(Collected data entries):

//! One worksheet against one template: extract, validate, apply overrides,
//! replace placeholders, then prune conditional blocks.

use std::collections::BTreeSet;

use tracing::{info, warn};

use crate::conditional::{ConditionalReport, OptionResolver};
use crate::docx::Document;
use crate::error::FillError;
use crate::extract::{ExtractedValues, WorksheetExtractor};
use crate::fields::FieldSchema;
use crate::model::{FillCounts, PlaceholderChange, PlaceholderDiff};
use crate::replace::{NeedSentinel, PlaceholderReplacer, ReplaceReport};
use crate::validate::{Overrides, Validator};

#[derive(Debug, Clone, Default)]
pub struct FillOptions {
    pub overrides: Overrides,
    /// Active conditional choice; falls back to the worksheet's option field.
    pub active_option: Option<String>,
    pub skip_validation: bool,
}

#[derive(Debug, Clone)]
pub struct FillOutcome {
    pub values: ExtractedValues,
    pub active_option: Option<String>,
    pub replace: ReplaceReport,
    pub conditional: ConditionalReport,
}

impl FillOutcome {
    pub fn counts(&self) -> FillCounts {
        let fields_empty = self.values.blank_keys().len();
        FillCounts {
            fields_extracted: self.values.len() - fields_empty,
            fields_empty,
            units_visited: self.replace.units_visited,
            units_rewritten: self.replace.units_rewritten + self.conditional.units_rewritten,
            placeholders_resolved: self.replace.placeholders_resolved,
            placeholders_unresolved: self.replace.placeholders_unresolved,
            blocks_kept: self.conditional.blocks_kept,
            blocks_removed: self.conditional.blocks_removed,
            paragraphs_removed: self.conditional.paragraphs_removed,
        }
    }

    pub fn unresolved_placeholders(&self) -> Vec<String> {
        self.replace.unresolved.iter().cloned().collect()
    }
}

#[derive(Debug)]
pub struct FillEngine<'s> {
    schema: &'s FieldSchema,
    extractor: WorksheetExtractor<'s>,
    validator: Validator<'s>,
    replacer: PlaceholderReplacer,
    resolver: OptionResolver,
}

impl<'s> FillEngine<'s> {
    pub fn new(schema: &'s FieldSchema, need: NeedSentinel) -> Result<Self, FillError> {
        Ok(Self {
            schema,
            extractor: WorksheetExtractor::new(schema)?,
            validator: Validator::new(schema)?,
            replacer: PlaceholderReplacer::new(need)?,
            resolver: OptionResolver::new()?,
        })
    }

    /// Extracted worksheet values with command-line overrides applied on top.
    pub fn prepare_values(
        &self,
        worksheet: &Document,
        options: &FillOptions,
    ) -> Result<ExtractedValues, FillError> {
        self.validator.check_overrides(&options.overrides)?;

        let mut values = self.extractor.extract(worksheet);
        if options.skip_validation {
            warn!("worksheet validation skipped");
        } else {
            self.validator.validate_document(&values, worksheet)?;
        }

        let overrides = &options.overrides;
        let slots = [
            (
                &self.schema.regulatory_part_placeholder,
                overrides.cfr_part.as_ref(),
            ),
            (&self.schema.docket_placeholder, overrides.docket_no.as_ref()),
            (&self.schema.notice_placeholder, overrides.notice_no.as_ref()),
        ];
        for (placeholder, value) in slots {
            if let Some(value) = value {
                info!(placeholder = %placeholder, value = %value.trim(), "applied override");
                values.insert(placeholder.as_str(), value.trim());
            }
        }
        Ok(values)
    }

    pub fn active_option(&self, values: &ExtractedValues, options: &FillOptions) -> Option<String> {
        options
            .active_option
            .as_deref()
            .map(str::trim)
            .filter(|option| !option.is_empty())
            .or_else(|| values.resolved(&self.schema.option_placeholder).map(str::trim))
            .map(str::to_string)
    }

    /// Fills `template` in place from `worksheet`.
    pub fn fill(
        &self,
        template: &mut Document,
        worksheet: &Document,
        options: &FillOptions,
    ) -> Result<FillOutcome, FillError> {
        let values = self.prepare_values(worksheet, options)?;
        let active_option = self.active_option(&values, options);

        let replace = self.replacer.replace_document(template, &values);
        let conditional = match active_option.as_deref() {
            Some(active) => self.resolver.resolve_document(template, active),
            None => ConditionalReport::default(),
        };

        Ok(FillOutcome {
            values,
            active_option,
            replace,
            conditional,
        })
    }

    /// What each placeholder would become, for every extracted key and every
    /// token found in the template. Nothing is written.
    pub fn dry_run_diff(&self, template: &Document, values: &ExtractedValues) -> PlaceholderDiff {
        let mut tokens: BTreeSet<String> = values
            .iter()
            .map(|(placeholder, _)| placeholder.to_string())
            .collect();
        tokens.extend(self.replacer.template_placeholders(template));

        tokens
            .into_iter()
            .map(|token| {
                let (new, _) = self.replacer.render_value(&token, values);
                let change = PlaceholderChange {
                    old: token.clone(),
                    new,
                };
                (token, change)
            })
            .collect()
    }
}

(WHAT THIS TASK INVOLVES):
Repeat every line of the data verbatim.

(EXPECTED ANSWER):
//! One worksheet against one template: extract, validate, apply overrides,
//! replace placeholders, then prune conditional blocks.

use std::collections::BTreeSet;

use tracing::{info, warn};

use crate::conditional::{ConditionalReport, OptionResolver};
use crate::docx::Document;
use crate::error::FillError;
use crate::extract::{ExtractedValues, WorksheetExtractor};
use crate::fields::FieldSchema;
use crate::model::{FillCounts, PlaceholderChange, PlaceholderDiff};
use crate::replace::{NeedSentinel, PlaceholderReplacer, ReplaceReport};
use crate::validate::{Overrides, Validator};

#[derive(Debug, Clone, Default)]
pub struct FillOptions {
    pub overrides: Overrides,
    /// Active conditional choice; falls back to the worksheet's option field.
    pub active_option: Option<String>,
    pub skip_validation: bool,
}

#[derive(Debug, Clone)]
pub struct FillOutcome {
    pub values: ExtractedValues,
    pub active_option: Option<String>,
    pub replace: ReplaceReport,
    pub conditional: ConditionalReport,
}

impl FillOutcome {
    pub fn counts(&self) -> FillCounts {
        let fields_empty = self.values.blank_keys().len();
        FillCounts {
            fields_extracted: self.values.len() - fields_empty,
            fields_empty,
            units_visited: self.replace.units_visited,
            units_rewritten: self.replace.units_rewritten + self.conditional.units_rewritten,
            placeholders_resolved: self.replace.placeholders_resolved,
            placeholders_unresolved: self.replace.placeholders_unresolved,
            blocks_kept: self.conditional.blocks_kept,
            blocks_removed: self.conditional.blocks_removed,
            paragraphs_removed: self.conditional.paragraphs_removed,
        }
    }

    pub fn unresolved_placeholders(&self) -> Vec<String> {
        self.replace.unresolved.iter().cloned().collect()
    }
}

#[derive(Debug)]
pub struct FillEngine<'s> {
    schema: &'s FieldSchema,
    extractor: WorksheetExtractor<'s>,
    validator: Validator<'s>,
    replacer: PlaceholderReplacer,
    resolver: OptionResolver,
}

impl<'s> FillEngine<'s> {
    pub fn new(schema: &'s FieldSchema, need: NeedSentinel) -> Result<Self, FillError> {
        Ok(Self {
            schema,
            extractor: WorksheetExtractor::new(schema)?,
            validator: Validator::new(schema)?,
            replacer: PlaceholderReplacer::new(need)?,
            resolver: OptionResolver::new()?,
        })
    }

    /// Extracted worksheet values with command-line overrides applied on top.
    pub fn prepare_values(
        &self,
        worksheet: &Document,
        options: &FillOptions,
    ) -> Result<ExtractedValues, FillError> {
        self.validator.check_overrides(&options.overrides)?;

        let mut values = self.extractor.extract(worksheet);
        if options.skip_validation {
            warn!("worksheet validation skipped");
        } else {
            self.validator.validate_document(&values, worksheet)?;
        }

        let overrides = &options.overrides;
        let slots = [
            (
                &self.schema.regulatory_part_placeholder,
                overrides.cfr_part.as_ref(),
            ),
            (&self.schema.docket_placeholder, overrides.docket_no.as_ref()),
            (&self.schema.notice_placeholder, overrides.notice_no.as_ref()),
        ];
        for (placeholder, value) in slots {
            if let Some(value) = value {
                info!(placeholder = %placeholder, value = %value.trim(), "applied override");
                values.insert(placeholder.as_str(), value.trim());
            }
        }
        Ok(values)
    }

    pub fn active_option(&self, values: &ExtractedValues, options: &FillOptions) -> Option<String> {
        options
            .active_option
            .as_deref()
            .map(str::trim)
            .filter(|option| !option.is_empty())
            .or_else(|| values.resolved(&self.schema.option_placeholder).map(str::trim))
            .map(str::to_string)
    }

    /// Fills `template` in place from `worksheet`.
    pub fn fill(
        &self,
        template: &mut Document,
        worksheet: &Document,
        options: &FillOptions,
    ) -> Result<FillOutcome, FillError> {
        let values = self.prepare_values(worksheet, options)?;
        let active_option = self.active_option(&values, options);

        let replace = self.replacer.replace_document(template, &values);
        let conditional = match active_option.as_deref() {
            Some(active) => self.resolver.resolve_document(template, active),
            None => ConditionalReport::default(),
        };

        Ok(FillOutcome {
            values,
            active_option,
            replace,
            conditional,
        })
    }

    /// What each placeholder would become, for every extracted key and every
    /// token found in the template. Nothing is written.
    pub fn dry_run_diff(&self, template: &Document, values: &ExtractedValues) -> PlaceholderDiff {
        let mut tokens: BTreeSet<String> = values
            .iter()
            .map(|(placeholder, _)| placeholder.to_string())
            .collect();
        tokens.extend(self.replacer.template_placeholders(template));

        tokens
            .into_iter()
            .map(|token| {
                let (new, _) = self.replacer.render_value(&token, values);
                let change = PlaceholderChange {
                    old: token.clone(),
                    new,
                };
                (token, change)
            })
            .collect()
    }
}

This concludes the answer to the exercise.